Di dalam UU itu dijelaskan ada tiga bentuk karantina, yaitu karantina rumah, karantina rumah sakit, dan karantina wilayah. Karantina rumah difokuskan untuk mengisolasi yang terinfeksi di suatu rumah tertentu dengan pengawasan ketat. Semua kebutuhannya dipenuhi, termasuk pengobatan dan para medisnya.
"Karantina rumah sakit juga begitu. Hanya saja dilakukan di rumah sakit. Mereka yang sedang dirawat mestinya dijaga sehingga tidak bisa keluar rumah sakit sampai lolos uji dan dinyatakan sembuh," kata politikus PAN ini.

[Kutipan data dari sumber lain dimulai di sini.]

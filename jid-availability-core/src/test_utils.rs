//! Test helper module
//!
//! Mock implementations and factory helpers shared by the service tests.

use std::collections::HashSet;
use std::sync::Arc;
use std::time::Duration;

use async_trait::async_trait;
use jid_availability_checker::{CheckRequest, CheckerError, ExistenceChecker};
use tokio::sync::{watch, RwLock};

use crate::services::{ServiceContext, ValidatorService};
use crate::traits::StateObserver;
use crate::types::{DisplayState, HostCatalog, HostEntry, ValidationState};

// ===== MockExistenceChecker =====

/// Scriptable existence checker.
///
/// Records every request it receives; responses can be held open to exercise
/// the stale-response path.
pub struct MockExistenceChecker {
    taken: RwLock<HashSet<(String, String)>>,
    failure: RwLock<Option<CheckerError>>,
    requests: RwLock<Vec<CheckRequest>>,
    hold_tx: watch::Sender<bool>,
}

impl MockExistenceChecker {
    pub fn new() -> Self {
        let (hold_tx, _) = watch::channel(false);
        Self {
            taken: RwLock::new(HashSet::new()),
            failure: RwLock::new(None),
            requests: RwLock::new(Vec::new()),
            hold_tx,
        }
    }

    /// Mark a JID as already registered.
    pub async fn set_taken(&self, username: &str, domain: &str) {
        self.taken
            .write()
            .await
            .insert((username.to_string(), domain.to_string()));
    }

    /// Make every check fail with `error`.
    pub async fn set_failure(&self, error: CheckerError) {
        *self.failure.write().await = Some(error);
    }

    /// Requests received so far.
    pub async fn requests(&self) -> Vec<CheckRequest> {
        self.requests.read().await.clone()
    }

    /// Block responses until [`release_responses`](Self::release_responses).
    pub fn hold_responses(&self) {
        self.hold_tx.send_replace(true);
    }

    /// Let held responses complete.
    pub fn release_responses(&self) {
        self.hold_tx.send_replace(false);
    }

    /// Wait until at least `n` requests have arrived.
    pub async fn wait_for_requests(&self, n: usize) {
        loop {
            if self.requests.read().await.len() >= n {
                return;
            }
            tokio::time::sleep(Duration::from_millis(1)).await;
        }
    }
}

#[async_trait]
impl ExistenceChecker for MockExistenceChecker {
    fn id(&self) -> &'static str {
        "mock"
    }

    async fn check(&self, request: &CheckRequest) -> Result<(), CheckerError> {
        self.requests.write().await.push(request.clone());

        let mut gate = self.hold_tx.subscribe();
        // Returns immediately when the gate is already open
        let _ = gate.wait_for(|held| !held).await;

        if let Some(err) = self.failure.read().await.clone() {
            return Err(err);
        }
        let key = (request.username.clone(), request.domain.clone());
        if self.taken.read().await.contains(&key) {
            return Err(CheckerError::JidExists {
                username: request.username.clone(),
                domain: request.domain.clone(),
            });
        }
        Ok(())
    }
}

// ===== CollectingObserver =====

/// Observer recording every notification.
pub struct CollectingObserver {
    events: RwLock<Vec<(String, ValidationState, DisplayState)>>,
}

impl CollectingObserver {
    pub fn new() -> Self {
        Self {
            events: RwLock::new(Vec::new()),
        }
    }

    /// Whether `field_id` was ever notified of `state`.
    pub async fn saw(&self, field_id: &str, state: &ValidationState) -> bool {
        self.count(field_id, state).await > 0
    }

    /// How many times `field_id` was notified of `state`.
    pub async fn count(&self, field_id: &str, state: &ValidationState) -> usize {
        self.events
            .read()
            .await
            .iter()
            .filter(|(id, s, _)| id == field_id && s == state)
            .count()
    }
}

#[async_trait]
impl StateObserver for CollectingObserver {
    async fn state_changed(
        &self,
        field_id: &str,
        state: &ValidationState,
        display: &DisplayState,
    ) {
        self.events
            .write()
            .await
            .push((field_id.to_string(), state.clone(), display.clone()));
    }
}

// ===== Factory helpers =====

/// Single-host catalog used by most tests.
pub fn catalog() -> HostCatalog {
    HostCatalog::new(vec![HostEntry::new("jabber.at")], "jabber.at")
}

/// Validator wired to a mock checker and a collecting observer.
pub fn create_test_service(
    hosts: HostCatalog,
) -> (
    ValidatorService,
    Arc<MockExistenceChecker>,
    Arc<CollectingObserver>,
) {
    let checker = Arc::new(MockExistenceChecker::new());
    let observer = Arc::new(CollectingObserver::new());
    let ctx = Arc::new(ServiceContext::new(
        Arc::clone(&checker) as Arc<dyn ExistenceChecker>,
        Arc::clone(&observer) as Arc<dyn StateObserver>,
        hosts,
    ));
    (ValidatorService::new(ctx), checker, observer)
}

/// Advance through timers until `field_id` reaches `state` (panics after a
/// generous paused-clock deadline).
pub async fn drain_until(observer: &CollectingObserver, field_id: &str, state: &ValidationState) {
    drain_until_nth(observer, field_id, state, 1).await;
}

/// Like [`drain_until`], but waits for the `n`-th notification of `state` —
/// needed when a test drives the same field through the same state twice.
pub async fn drain_until_nth(
    observer: &CollectingObserver,
    field_id: &str,
    state: &ValidationState,
    n: usize,
) {
    let deadline = Duration::from_secs(5);
    tokio::time::timeout(deadline, async {
        loop {
            if observer.count(field_id, state).await >= n {
                return;
            }
            tokio::time::sleep(Duration::from_millis(1)).await;
        }
    })
    .await
    .unwrap_or_else(|_| panic!("field {field_id} never reached {state:?} ({n} times)"));
}
//! Channel-backed observer adapter

use async_trait::async_trait;
use tokio::sync::mpsc;

use jid_availability_core::traits::StateObserver;
use jid_availability_core::types::{DisplayState, ValidationState};

/// A single state-change notification.
#[derive(Debug, Clone)]
pub struct StateChange {
    /// Field the change belongs to.
    pub field_id: String,
    /// New validation state.
    pub state: ValidationState,
    /// Precomputed display data.
    pub display: DisplayState,
}

/// Observer forwarding every change into an unbounded channel.
///
/// Event-loop frontends drain the receiver on their own schedule. A dropped
/// receiver means the frontend shut down; further notifications are
/// discarded silently.
pub struct ChannelObserver {
    tx: mpsc::UnboundedSender<StateChange>,
}

impl ChannelObserver {
    /// Create the observer together with its receiving end.
    #[must_use]
    pub fn new() -> (Self, mpsc::UnboundedReceiver<StateChange>) {
        let (tx, rx) = mpsc::unbounded_channel();
        (Self { tx }, rx)
    }
}

#[async_trait]
impl StateObserver for ChannelObserver {
    async fn state_changed(
        &self,
        field_id: &str,
        state: &ValidationState,
        display: &DisplayState,
    ) {
        let _ = self.tx.send(StateChange {
            field_id: field_id.to_string(),
            state: state.clone(),
            display: display.clone(),
        });
    }
}
//! Debounced username availability validation
//!
//! Implements the validation pipeline: local syntax first, then (only when
//! syntax passes) a debounced remote existence check. Per-field state lives
//! in a registry keyed by host-supplied field id; each entry owns its own
//! debounce timer handle, so fields never share timer state.
//!
//! Cancellation is cooperative. A scheduled check that has not fired yet is
//! aborted outright; a request already in flight is never aborted, its
//! result is discarded if the field has moved on by the time it lands.

use std::collections::HashMap;
use std::sync::Arc;

use jid_availability_checker::{CheckRequest, CheckerError};
use tokio::sync::RwLock;
use tokio::task::JoinHandle;

use crate::error::{CoreError, CoreResult};
use crate::services::ServiceContext;
use crate::types::{
    compute_display_state, DisplayState, FieldConfig, FieldInput, SyntaxViolation, ValidationState,
};
use crate::validation::validate_local_part;

/// Per-field registry entry.
struct FieldEntry {
    config: FieldConfig,
    input: FieldInput,
    state: ValidationState,
    /// Bumped on every pipeline run. A scheduled check belongs to exactly
    /// one generation and gives up when the field has moved on.
    generation: u64,
    /// Timer for the scheduled check, if one is outstanding. The timer
    /// clears this slot itself right before issuing the request, so only
    /// timers that have not fired are ever aborted.
    pending_timer: Option<JoinHandle<()>>,
}

impl FieldEntry {
    /// Invalidate any scheduled check for this field.
    fn cancel_pending(&mut self) {
        self.generation = self.generation.wrapping_add(1);
        if let Some(timer) = self.pending_timer.take() {
            timer.abort();
        }
    }
}

/// Username availability validator.
///
/// One instance serves all fields of a page; fields are independent. Must be
/// used inside a tokio runtime (checks are scheduled with `tokio::spawn`).
pub struct ValidatorService {
    ctx: Arc<ServiceContext>,
    fields: Arc<RwLock<HashMap<String, FieldEntry>>>,
}

impl ValidatorService {
    /// Create a validator service instance
    #[must_use]
    pub fn new(ctx: Arc<ServiceContext>) -> Self {
        Self {
            ctx,
            fields: Arc::new(RwLock::new(HashMap::new())),
        }
    }

    // ===== Field lifecycle =====

    /// Register a field. The initial state is `Untouched` and the domain is
    /// preselected to the catalog default.
    ///
    /// Re-registering an id replaces the previous field (and cancels its
    /// pending check).
    pub async fn register_field(&self, field_id: &str, config: FieldConfig) -> CoreResult<()> {
        if config.min_length == 0 {
            return Err(CoreError::InvalidConfig(
                "min_length must be at least 1".to_string(),
            ));
        }
        if config.min_length > config.max_length {
            return Err(CoreError::InvalidConfig(format!(
                "min_length {} exceeds max_length {}",
                config.min_length, config.max_length
            )));
        }

        let domain = self.ctx.hosts.default_domain().to_string();
        if !self.ctx.hosts.is_selectable(&domain, config.register) {
            return Err(CoreError::InvalidConfig(format!(
                "default domain {domain} is not selectable for this field"
            )));
        }

        log::debug!("[Validator] Registering field {field_id}");
        {
            let mut fields = self.fields.write().await;
            if let Some(mut old) = fields.insert(
                field_id.to_string(),
                FieldEntry {
                    config,
                    input: FieldInput {
                        local_part: String::new(),
                        domain,
                    },
                    state: ValidationState::Untouched,
                    generation: 0,
                    pending_timer: None,
                },
            ) {
                old.cancel_pending();
            }
        }

        self.notify(field_id, &ValidationState::Untouched).await;
        Ok(())
    }

    /// Remove a field (the host tore the form down). Cancels any pending
    /// check.
    pub async fn remove_field(&self, field_id: &str) -> CoreResult<()> {
        let mut fields = self.fields.write().await;
        let mut entry = fields
            .remove(field_id)
            .ok_or_else(|| CoreError::FieldNotFound(field_id.to_string()))?;
        entry.cancel_pending();
        log::debug!("[Validator] Removed field {field_id}");
        Ok(())
    }

    /// Reset a field to `Untouched`, as if the user had not entered
    /// anything. Cancels any pending check; the domain selection is kept.
    pub async fn reset(&self, field_id: &str) -> CoreResult<()> {
        {
            let mut fields = self.fields.write().await;
            let entry = fields
                .get_mut(field_id)
                .ok_or_else(|| CoreError::FieldNotFound(field_id.to_string()))?;
            entry.cancel_pending();
            entry.input.local_part.clear();
            entry.state = ValidationState::Untouched;
        }
        self.notify(field_id, &ValidationState::Untouched).await;
        Ok(())
    }

    // ===== Host events =====

    /// The local-part input changed (keystroke, paste, autofill).
    pub async fn input_changed(
        &self,
        field_id: &str,
        local_part: &str,
    ) -> CoreResult<ValidationState> {
        self.update_and_revalidate(field_id, |input| {
            input.local_part = local_part.to_string();
        })
        .await
    }

    /// The domain selector changed.
    ///
    /// Availability is a function of (local part, domain) jointly, so the
    /// whole pipeline re-runs; a `Taken` under the old domain does not carry
    /// over to the new one.
    pub async fn domain_changed(&self, field_id: &str, domain: &str) -> CoreResult<ValidationState> {
        self.update_and_revalidate(field_id, |input| {
            input.domain = domain.to_string();
        })
        .await
    }

    // ===== Queries =====

    /// Current validation state.
    pub async fn state(&self, field_id: &str) -> CoreResult<ValidationState> {
        let fields = self.fields.read().await;
        fields
            .get(field_id)
            .map(|entry| entry.state.clone())
            .ok_or_else(|| CoreError::FieldNotFound(field_id.to_string()))
    }

    /// Current display data (a pure function of the state).
    pub async fn display_state(&self, field_id: &str) -> CoreResult<DisplayState> {
        Ok(compute_display_state(&self.state(field_id).await?))
    }

    // ===== Pipeline =====

    /// Apply a mutation to the field's input, then run the full validation
    /// pipeline on the result.
    async fn update_and_revalidate(
        &self,
        field_id: &str,
        update: impl FnOnce(&mut FieldInput),
    ) -> CoreResult<ValidationState> {
        let state = {
            let mut fields = self.fields.write().await;
            let entry = fields
                .get_mut(field_id)
                .ok_or_else(|| CoreError::FieldNotFound(field_id.to_string()))?;

            update(&mut entry.input);

            // Whatever was scheduled no longer describes the input
            entry.cancel_pending();

            let state = match self.syntax_check(entry) {
                Err(violation) => ValidationState::SyntaxInvalid { violation },
                Ok(()) if !entry.config.check_existence => ValidationState::Available,
                Ok(()) => {
                    self.schedule_check(field_id, entry);
                    ValidationState::Pending
                }
            };
            entry.state = state.clone();
            state
        };

        self.notify(field_id, &state).await;
        Ok(state)
    }

    /// Joint syntax validity of the current (local part, domain) pair.
    fn syntax_check(&self, entry: &FieldEntry) -> Result<(), SyntaxViolation> {
        validate_local_part(&entry.input.local_part, &entry.config)?;
        if !self
            .ctx
            .hosts
            .is_selectable(&entry.input.domain, entry.config.register)
        {
            return Err(SyntaxViolation::UnknownDomain {
                domain: entry.input.domain.clone(),
            });
        }
        Ok(())
    }

    /// Schedule the debounced existence check for the entry's current input.
    ///
    /// The spawned task sleeps through the quiet period, re-checks that the
    /// field has not moved on, issues the check labeled with the exact
    /// values it validates, and applies the result only if that label still
    /// matches the field's input when the response lands.
    fn schedule_check(&self, field_id: &str, entry: &mut FieldEntry) {
        let generation = entry.generation;
        let field_id = field_id.to_string();
        let fields = Arc::clone(&self.fields);
        let ctx = Arc::clone(&self.ctx);

        entry.pending_timer = Some(tokio::spawn(async move {
            tokio::time::sleep(ctx.debounce).await;

            // Quiet period elapsed; claim the timer slot. From here on the
            // request is in flight and must not be aborted.
            let request = {
                let mut fields = fields.write().await;
                let Some(entry) = fields.get_mut(&field_id) else {
                    return;
                };
                if entry.generation != generation {
                    return;
                }
                entry.pending_timer = None;
                CheckRequest::new(&entry.input.local_part, &entry.input.domain)
            };

            log::debug!("[Validator] Checking existence of {}", request.jid());
            let result = ctx.checker.check(&request).await;

            let applied = {
                let mut fields = fields.write().await;
                let Some(entry) = fields.get_mut(&field_id) else {
                    return;
                };
                let current = CheckRequest::new(&entry.input.local_part, &entry.input.domain);
                if current != request {
                    log::debug!(
                        "[Validator] Discarding stale result for {} (input moved on)",
                        request.jid()
                    );
                    None
                } else {
                    let state = match result {
                        Ok(()) => ValidationState::Available,
                        Err(CheckerError::JidExists { .. }) => ValidationState::Taken,
                        Err(e) => {
                            log::warn!("[Validator] Existence check failed: {e}");
                            ValidationState::Error
                        }
                    };
                    entry.state = state.clone();
                    Some(state)
                }
            };

            if let Some(state) = applied {
                let display = compute_display_state(&state);
                ctx.observer.state_changed(&field_id, &state, &display).await;
            }
        }));
    }

    /// Push a state change to the host. Runs outside the registry lock.
    async fn notify(&self, field_id: &str, state: &ValidationState) {
        let display = compute_display_state(state);
        self.ctx.observer.state_changed(field_id, state, &display).await;
    }
}
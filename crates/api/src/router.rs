//! Shared application router builder, used by `main.rs` and by the
//! integration tests so both run the same middleware stack.

use std::time::Duration;

use axum::http::header::{AUTHORIZATION, CONTENT_TYPE};
use axum::http::{HeaderName, HeaderValue, Method, StatusCode};
use axum::Router;
use tower_http::catch_panic::CatchPanicLayer;
use tower_http::cors::CorsLayer;
use tower_http::request_id::{MakeRequestUuid, PropagateRequestIdLayer, SetRequestIdLayer};
use tower_http::timeout::TimeoutLayer;
use tower_http::trace::{DefaultMakeSpan, DefaultOnResponse, TraceLayer};
use tracing::Level;

use crate::config::ServerConfig;
use crate::routes;
use crate::state::AppState;

const REQUEST_ID_HEADER: &str = "x-request-id";

/// Headroom between the host call timeout and the request timeout.
const HOST_CALL_MARGIN_SECS: u64 = 5;

/// Build the application [`Router`]: `/health` at the root, the API under
/// `/api/v1`.
///
/// Layers are added innermost first, so a request passes through CORS,
/// request-id assignment, tracing, request-id propagation, the request
/// timeout and panic recovery, in that order.
pub fn build_app_router(state: AppState, config: &ServerConfig) -> Router {
    let request_id = HeaderName::from_static(REQUEST_ID_HEADER);

    Router::new()
        .merge(routes::health::router())
        .nest("/api/v1", routes::api_routes())
        .layer(CatchPanicLayer::new())
        .layer(TimeoutLayer::with_status_code(
            StatusCode::REQUEST_TIMEOUT,
            request_timeout(config),
        ))
        .layer(PropagateRequestIdLayer::new(request_id.clone()))
        .layer(
            TraceLayer::new_for_http()
                .make_span_with(DefaultMakeSpan::new().level(Level::INFO))
                .on_response(DefaultOnResponse::new().level(Level::INFO)),
        )
        .layer(SetRequestIdLayer::new(request_id, MakeRequestUuid))
        .layer(build_cors_layer(config))
        .with_state(state)
}

/// Effective per-request timeout.
///
/// `POST /sessions/{id}/start` stays open for the whole host call, so the
/// request timeout is raised to cover the host timeout plus a margin.
pub fn request_timeout(config: &ServerConfig) -> Duration {
    let floor = config.host_request_timeout_secs + HOST_CALL_MARGIN_SECS;
    if config.request_timeout_secs < floor {
        tracing::warn!(
            configured = config.request_timeout_secs,
            effective = floor,
            "REQUEST_TIMEOUT_SECS is shorter than a host call; raising it"
        );
        return Duration::from_secs(floor);
    }
    Duration::from_secs(config.request_timeout_secs)
}

/// CORS for the configured browser origins.
///
/// Credentials travel in the `Authorization` header, never in cookies, so
/// credentialed CORS is not enabled. Panics at startup on an invalid origin.
pub fn build_cors_layer(config: &ServerConfig) -> CorsLayer {
    let origins: Vec<HeaderValue> = config
        .cors_origins
        .iter()
        .map(|origin| {
            origin
                .parse()
                .unwrap_or_else(|e| panic!("Invalid CORS origin '{origin}': {e}"))
        })
        .collect();

    CorsLayer::new()
        .allow_origin(origins)
        .allow_methods([
            Method::GET,
            Method::POST,
            Method::PUT,
            Method::PATCH,
            Method::DELETE,
        ])
        .allow_headers([CONTENT_TYPE, AUTHORIZATION])
        .expose_headers([HeaderName::from_static(REQUEST_ID_HEADER)])
        .max_age(Duration::from_secs(3600))
}
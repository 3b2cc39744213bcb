//! Handlers for the `/hosts` resource.
//!
//! All routes are scoped to hosts owned by the caller.

use axum::extract::{Path, State};
use axum::http::StatusCode;
use axum::Json;
use imperium_core::error::CoreError;
use imperium_core::host::{validate_ip_address, validate_port, validate_registration};
use imperium_core::session::{owned_by, SessionError};
use imperium_core::status::HostStatus;
use imperium_core::types::DbId;
use imperium_db::models::host::{
    CreateHost, Host, HostResponse, UpdateHost, UpdateHostStatus,
};
use imperium_db::repositories::host_repo::StatusChange;
use imperium_db::repositories::{DeleteOutcome, HostRepo};

use crate::error::{AppError, AppResult};
use crate::middleware::auth::AuthUser;
use crate::state::AppState;

/// Load a host and check that the caller owns it.
async fn owned_host(state: &AppState, user_id: DbId, id: DbId) -> AppResult<Host> {
    let host = HostRepo::find_by_id(&state.pool, id)
        .await?
        .ok_or(SessionError::HostNotFound(id))?;
    if !owned_by(host.owner_id, user_id) {
        return Err(SessionError::HostOwnershipMismatch(id).into());
    }
    Ok(host)
}

/// POST /api/v1/hosts
pub async fn create(
    State(state): State<AppState>,
    auth: AuthUser,
    Json(input): Json<CreateHost>,
) -> AppResult<(StatusCode, Json<HostResponse>)> {
    validate_registration(&input.name, &input.ip_address, input.port)?;
    let host = HostRepo::create(&state.pool, auth.user_id, &input).await?;
    tracing::info!(host_id = host.id, user_id = auth.user_id, "Host created");
    Ok((StatusCode::CREATED, Json(HostResponse::from(&host))))
}

/// POST /api/v1/hosts/register
///
/// Idempotent registration by (name, ip_address, port).
pub async fn register(
    State(state): State<AppState>,
    auth: AuthUser,
    Json(input): Json<CreateHost>,
) -> AppResult<Json<HostResponse>> {
    validate_registration(&input.name, &input.ip_address, input.port)?;
    let host = HostRepo::get_or_create(&state.pool, auth.user_id, &input).await?;
    Ok(Json(HostResponse::from(&host)))
}

/// GET /api/v1/hosts
pub async fn list(
    State(state): State<AppState>,
    auth: AuthUser,
) -> AppResult<Json<Vec<HostResponse>>> {
    let hosts = HostRepo::list_by_owner(&state.pool, auth.user_id).await?;
    Ok(Json(hosts.iter().map(HostResponse::from).collect()))
}

/// GET /api/v1/hosts/{id}
pub async fn get(
    State(state): State<AppState>,
    auth: AuthUser,
    Path(id): Path<DbId>,
) -> AppResult<Json<HostResponse>> {
    let host = owned_host(&state, auth.user_id, id).await?;
    Ok(Json(HostResponse::from(&host)))
}

/// PUT /api/v1/hosts/{id}
///
/// A status change here is subject to the same guard as `PATCH .../status`.
pub async fn update(
    State(state): State<AppState>,
    auth: AuthUser,
    Path(id): Path<DbId>,
    Json(input): Json<UpdateHost>,
) -> AppResult<Json<HostResponse>> {
    validate_ip_address(&input.ip_address)?;
    validate_port(input.port)?;
    owned_host(&state, auth.user_id, id).await?;

    let change = HostRepo::update_guarded(&state.pool, id, &input).await?;
    let host = resolve_change(id, change)?;
    Ok(Json(HostResponse::from(&host)))
}

/// PATCH /api/v1/hosts/{id}/status
///
/// Refused with 409 while the host has an ACTIVE session.
pub async fn update_status(
    State(state): State<AppState>,
    auth: AuthUser,
    Path(id): Path<DbId>,
    Json(input): Json<UpdateHostStatus>,
) -> AppResult<Json<HostResponse>> {
    owned_host(&state, auth.user_id, id).await?;

    let change = HostRepo::update_status_guarded(&state.pool, id, input.status).await?;
    let host = resolve_change(id, change)?;
    tracing::info!(host_id = id, status = %input.status, "Host status overwritten");
    Ok(Json(HostResponse::from(&host)))
}

fn resolve_change(id: DbId, change: StatusChange) -> AppResult<Host> {
    match change {
        StatusChange::Updated(host) => Ok(host),
        StatusChange::NotFound => Err(SessionError::HostNotFound(id).into()),
        StatusChange::BlockedByActiveSession => Err(AppError::Core(CoreError::Conflict(
            format!("Host {id} has an active session; its status cannot be changed"),
        ))),
    }
}

/// DELETE /api/v1/hosts/{id}
///
/// Refused with 409 while a PENDING or ACTIVE session references the host;
/// otherwise its session history is deleted with it.
pub async fn delete(
    State(state): State<AppState>,
    auth: AuthUser,
    Path(id): Path<DbId>,
) -> AppResult<StatusCode> {
    owned_host(&state, auth.user_id, id).await?;
    match HostRepo::delete_with_history(&state.pool, id).await? {
        DeleteOutcome::Deleted => Ok(StatusCode::NO_CONTENT),
        DeleteOutcome::NotFound => Err(SessionError::HostNotFound(id).into()),
        DeleteOutcome::HasLiveSessions => Err(AppError::Core(CoreError::Conflict(format!(
            "Host {id} has pending or active sessions"
        )))),
    }
}

/// GET /api/v1/hosts/{id}/programs
///
/// Proxies the host's program list. The host must be AVAILABLE.
pub async fn programs(
    State(state): State<AppState>,
    auth: AuthUser,
    Path(id): Path<DbId>,
) -> AppResult<Json<serde_json::Value>> {
    let host = owned_host(&state, auth.user_id, id).await?;
    if host.status() != HostStatus::Available {
        return Err(SessionError::HostUnavailable(id).into());
    }
    let programs = state.hosts.list_programs(&host).await?;
    Ok(Json(programs))
}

BACA JUGA: Kemendikbud: Cegah Penyebaran Corona, Hindari Upacara Wisuda
Sementara itu, karantina wilayah ini lebih mirip dengan lockdown di luar negeri. Penerapannya memang agak sulit dilaksanakan karena perlu kajian akademis. Termasuk memikirkan agar semua kebutuhan pokok warga dapat dipenuhi selama dilaksanakannya karantina.
Selain itu, mobilitas warga juga harus dikontrol. Jika tidak diperlukan, mereka tidak diperkenankan untuk keluar rumah dan meninggalkan area yang dikarantina.
BACA JUGA: Satu Warga Kabupaten Magelang Positif Corona
“Sekolah dan kampus diliburkan, keramaian dan kerumunan dilarang, para pekerja diminta bekerja di rumah, produksi dan distribusi pangan harus dipastikan aman, aparat kepolisian dan TNI harus menjaga agar warga tertib dan mengikuti semua instruksi pemerintah," kata Saleh.
Karenanya, legislator asal Sumatra Utara ini tetap mendesak agar tindakan ke arah itu harus dipersiapkan. Apalagi saat ini sudah ada gugus tugas yang dibentuk.
"Gugus tugas ini diharapkan dapat melibatkan para ahli dan akademisi untuk menentukan tindakan dan langkah yang terbaik yang harus dilakukan," kata Saleh.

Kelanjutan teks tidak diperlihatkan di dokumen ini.